In the records below, work out how many lines hold the word "generate". Report the number alone.

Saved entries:
- - - -

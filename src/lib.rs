//! # content-studio
//!
//! Content management service: projects group content items (blog posts,
//! social posts, emails, scripts), and a template-driven generator drafts
//! their bodies from a title and a topic.
//!
//! The generator is a pure function over a fixed set of templates; see
//! [`content::generate`]. The HTTP surface lives in [`http_server`].

pub mod config;
pub mod content;
pub mod error;
pub mod http_server;
pub mod logging;
pub mod store;

pub use config::AppConfig;
pub use content::{generate, ContentType};
pub use error::{Error, Result};
pub use http_server::{create_router, AppState, HttpServer};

- - - -

### Response to the task
2